Mirror of Justice

A blog dedicated to the development of Catholic legal theory.
Affiliated with the Program on Church, State & Society at Notre Dame Law School.

Sunday, January 29, 2023

Some Memories of Kent Greenawalt

Professor Kent Greenawalt, longtime faculty member at Columbia Law School and eminent scholar in many areas--criminal law, jurisprudence, constitutional theory, free speech, and, of course, law and religion--has died. Many of us at Mirror of Justice knew him and his work well.
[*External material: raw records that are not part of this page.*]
// NodeStore - Persistent key-value storage using sled
//
// Each node opens one store at startup. The coordination protocol only
// uses it during identity bootstrap: the long-lived seeds live here,
// plus the host's public key for operators to read out.

use crate::identity::PeerId;
use std::path::Path;
use thiserror::Error;

/// Well-known keys
pub mod keys {
    /// 32-byte seed backing the node's network identity
    pub const DHT_SEED: &[u8] = b"dht-seed";
    /// 32-byte seed backing the host's rpc server identity (host only)
    pub const RPC_SEED: &[u8] = b"rpc-seed";
    /// Hex-encoded public key of the rpc server (host only, informational)
    pub const HOST_PUBLIC_KEY: &[u8] = b"rpc-server-public-key";
}

/// Errors from storage operations
#[derive(Error, Debug)]
pub enum StoreError {
    #[error("failed to open database: {0}")]
    OpenFailed(String),

    #[error("database operation failed: {0}")]
    DatabaseError(String),

    #[error("flush failed: {0}")]
    FlushFailed(String),
}

impl From<sled::Error> for StoreError {
    fn from(err: sled::Error) -> Self {
        StoreError::DatabaseError(err.to_string())
    }
}

/// Persistent byte-store for node data
///
/// Uses sled for crash-safe, embedded storage. Opened once per node;
/// only ever touched during identity bootstrap after that.
pub struct NodeStore {
    db: sled::Db,
}

impl NodeStore {
    /// Open or create a store at the given path
    pub fn open<P: AsRef<Path>>(path: P) -> Result<Self, StoreError> {
        let db = sled::open(path).map_err(|e| StoreError::OpenFailed(e.to_string()))?;
        Ok(Self { db })
    }

    /// Check if the store is empty
    pub fn is_empty(&self) -> Result<bool, StoreError> {
        Ok(self.db.is_empty())
    }

    /// Put raw bytes
    pub fn put_raw(&self, key: &[u8], value: &[u8]) -> Result<(), StoreError> {
        self.db.insert(key, value)?;
        Ok(())
    }

    /// Get raw bytes
    pub fn get_raw(&self, key: &[u8]) -> Result<Option<Vec<u8>>, StoreError> {
        Ok(self.db.get(key)?.map(|v| v.to_vec()))
    }

    /// Flush all pending writes to disk
    pub fn flush(&self) -> Result<(), StoreError> {
        self.db
            .flush()
            .map_err(|e| StoreError::FlushFailed(e.to_string()))?;
        Ok(())
    }

    /// Record the host's public key (informational, hex-encoded)
    pub fn save_host_public_key(&self, id: &PeerId) -> Result<(), StoreError> {
        self.put_raw(keys::HOST_PUBLIC_KEY, id.to_hex().as_bytes())
    }

    /// Read back the recorded host public key, if any
    pub fn load_host_public_key(&self) -> Result<Option<String>, StoreError> {
        Ok(self
            .get_raw(keys::HOST_PUBLIC_KEY)?
            .map(|bytes| String::from_utf8_lossy(&bytes).into_owned()))
    }
}
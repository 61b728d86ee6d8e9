// HostRegistry - the authoritative auction table
//
// Lives on the host node only. State machine per auction id:
// Open --bid*--> Open, Open --close--> removed (terminal, no archival).

use crate::auction::model::{winning_bid, Amount, Auction, AuctionId, Bid, Winner};
use crate::auction::AuctionError;
use crate::identity::PeerId;
use std::collections::HashMap;
use tracing::info;

/// Authoritative in-memory table of open auctions
#[derive(Default)]
pub struct HostRegistry {
    auctions: HashMap<AuctionId, Auction>,
}

impl HostRegistry {
    pub fn new() -> Self {
        Self::default()
    }

    /// Open an auction. An existing entry under the same id is
    /// silently overwritten; ids are not validated for uniqueness.
    pub fn open(
        &mut self,
        id: AuctionId,
        item: impl Into<String>,
        starting_price: Amount,
    ) -> Result<(), AuctionError> {
        if starting_price == 0 {
            return Err(AuctionError::InvalidStartingPrice(
                starting_price.to_string(),
            ));
        }

        let item = item.into();
        info!(auction = %id, %item, starting_price, "auction opened");
        self.auctions.insert(id, Auction::new(item, starting_price));
        Ok(())
    }

    /// Append a bid. Unknown ids are never created implicitly.
    ///
    /// There is deliberately no rule that a bid must exceed the current
    /// highest bid or the starting price; the fold at close time sorts
    /// that out.
    pub fn place_bid(
        &mut self,
        id: &AuctionId,
        bidder: PeerId,
        amount: Amount,
    ) -> Result<(), AuctionError> {
        let auction = self
            .auctions
            .get_mut(id)
            .ok_or_else(|| AuctionError::NotFound(id.clone()))?;

        info!(auction = %id, %bidder, amount, "bid placed");
        auction.bids.push(Bid { bidder, amount });
        Ok(())
    }

    /// Close an auction: compute the winner and remove the entry.
    pub fn close(&mut self, id: &AuctionId) -> Result<Winner, AuctionError> {
        let auction = self
            .auctions
            .remove(id)
            .ok_or_else(|| AuctionError::NotFound(id.clone()))?;

        let winner = winning_bid(&auction.bids);
        let label = winner
            .bidder
            .map(|b| b.to_string())
            .unwrap_or_else(|| "none".into());
        info!(auction = %id, winner = %label, amount = winner.amount, "auction closed");
        Ok(winner)
    }

    pub fn contains(&self, id: &AuctionId) -> bool {
        self.auctions.contains_key(id)
    }

    pub fn len(&self) -> usize {
        self.auctions.len()
    }

    pub fn is_empty(&self) -> bool {
        self.auctions.is_empty()
    }
}

#[cfg(test)]
mod tests {
    use super::*;
    use crate::identity::Keypair;

    fn peer(n: u8) -> PeerId {
        Keypair::from_seed(&[n; 32]).peer_id()
    }

    #[test]
    fn test_open_bid_close_lifecycle() {
        let mut registry = HostRegistry::new();
        let id = AuctionId::from("car");

        registry.open(id.clone(), "Fiat Panda", 100).unwrap();
        registry.place_bid(&id, peer(1), 150).unwrap();

        let winner = registry.close(&id).unwrap();
        assert_eq!(winner.bidder, Some(peer(1)));
        assert_eq!(winner.amount, 150);
        assert!(!registry.contains(&id));
    }

    #[test]
    fn test_closed_auction_never_readmits_bids() {
        let mut registry = HostRegistry::new();
        let id = AuctionId::from("car");

        registry.open(id.clone(), "Fiat Panda", 100).unwrap();
        registry.close(&id).unwrap();

        let result = registry.place_bid(&id, peer(1), 200);
        assert!(matches!(result, Err(AuctionError::NotFound(_))));
        assert!(registry.is_empty());
    }

    #[test]
    fn test_bid_on_unknown_id_leaves_state_unchanged() {
        let mut registry = HostRegistry::new();

        let result = registry.place_bid(&AuctionId::from("ghost"), peer(1), 10);
        assert!(matches!(result, Err(AuctionError::NotFound(_))));
        assert!(registry.is_empty());
    }

    #[test]
    fn test_close_unknown_id() {
        let mut registry = HostRegistry::new();
        let result = registry.close(&AuctionId::from("ghost"));
        assert!(matches!(result, Err(AuctionError::NotFound(_))));
    }

    #[test]
    fn test_zero_starting_price_rejected() {
        let mut registry = HostRegistry::new();
        let result = registry.open(AuctionId::from("car"), "Fiat Panda", 0);
        assert!(matches!(result, Err(AuctionError::InvalidStartingPrice(_))));
        assert!(registry.is_empty());
    }

    #[test]
    fn test_reopen_overwrites_existing_entry() {
        let mut registry = HostRegistry::new();
        let id = AuctionId::from("car");

        registry.open(id.clone(), "Fiat Panda", 100).unwrap();
        registry.place_bid(&id, peer(1), 150).unwrap();

        // Collision silently replaces the auction, bids included
        registry.open(id.clone(), "Fiat Panda (relisted)", 200).unwrap();
        let winner = registry.close(&id).unwrap();
        assert_eq!(winner, Winner::none());
    }
}
// Seed bootstrap - load-or-generate identity seeds from the byte-store
//
// Idempotent across restarts: same store, same key, same seed, same
// derived network identity.

use crate::storage::{NodeStore, StoreError};
use rand::rngs::OsRng;
use rand::RngCore;
use thiserror::Error;

#[derive(Error, Debug)]
pub enum IdentityError {
    #[error("storage error: {0}")]
    Store(#[from] StoreError),

    #[error("stored seed has invalid length: expected 32, got {0}")]
    InvalidSeedLength(usize),
}

/// Return the 32-byte seed stored under `key`, generating and
/// persisting a fresh one on first run.
///
/// Store I/O failures propagate; there is no retry.
pub fn get_or_create_seed(store: &NodeStore, key: &[u8]) -> Result<[u8; 32], IdentityError> {
    if let Some(bytes) = store.get_raw(key)? {
        if bytes.len() != 32 {
            return Err(IdentityError::InvalidSeedLength(bytes.len()));
        }
        let mut seed = [0u8; 32];
        seed.copy_from_slice(&bytes);
        return Ok(seed);
    }

    let mut seed = [0u8; 32];
    OsRng.fill_bytes(&mut seed);
    store.put_raw(key, &seed)?;
    store.flush()?;
    Ok(seed)
}

#[cfg(test)]
mod tests {
    use super::*;
    use crate::storage::keys;
    use tempfile::TempDir;

    #[test]
    fn test_seed_created_once() {
        let temp_dir = TempDir::new().unwrap();
        let store = NodeStore::open(temp_dir.path()).unwrap();

        let first = get_or_create_seed(&store, keys::DHT_SEED).unwrap();
        let second = get_or_create_seed(&store, keys::DHT_SEED).unwrap();

        assert_eq!(first, second);
    }

    #[test]
    fn test_seed_survives_reopen() {
        let temp_dir = TempDir::new().unwrap();

        let first = {
            let store = NodeStore::open(temp_dir.path()).unwrap();
            get_or_create_seed(&store, keys::DHT_SEED).unwrap()
        };

        let store = NodeStore::open(temp_dir.path()).unwrap();
        let second = get_or_create_seed(&store, keys::DHT_SEED).unwrap();

        assert_eq!(first, second);
    }

    #[test]
    fn test_distinct_keys_distinct_seeds() {
        let temp_dir = TempDir::new().unwrap();
        let store = NodeStore::open(temp_dir.path()).unwrap();

        let dht = get_or_create_seed(&store, keys::DHT_SEED).unwrap();
        let rpc = get_or_create_seed(&store, keys::RPC_SEED).unwrap();

        assert_ne!(dht, rpc);
    }

    #[test]
    fn test_corrupt_seed_rejected() {
        let temp_dir = TempDir::new().unwrap();
        let store = NodeStore::open(temp_dir.path()).unwrap();

        store.put_raw(keys::DHT_SEED, b"short").unwrap();
        let result = get_or_create_seed(&store, keys::DHT_SEED);

        assert!(matches!(result, Err(IdentityError::InvalidSeedLength(5))));
    }
}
Others will and should reflect on his greatly distinguished career, one combining service at high levels of government, projects of legal reform (particularly in criminal law), and great scholarly achievement in law and letters. I wanted to offer here some of my memories about Kent in my own life.

For me, Kent was a mentor and friend since I got to know him in the summer of 2006. In those days, he was the first and best advisor I had concerning subjects that I had just begun to study and learn about, someone who immediately invited me into his life when many others would not. He was reserved, gentle, patient, kind, but also deeply penetrating and critical (often of my work, and in the best ways) as we discussed ideas, projects, and papers together. I used to joke with him that my study at Columbia ought really to go by a separate degree name, Greenawalt Studies. That proved largely right. Some of the best teachers are the best because they make their students want to know about the teacher and their work--to learn through the mediating structure of the teacher. So it was for me with Kent. His interests became my interests, and I learned about criminal law and constitutional law through the medium of his articles, books, and our many conversations. I also learned and took from Kent a commitment to breadth and to writing in a variety of disciplines as inclination dictated.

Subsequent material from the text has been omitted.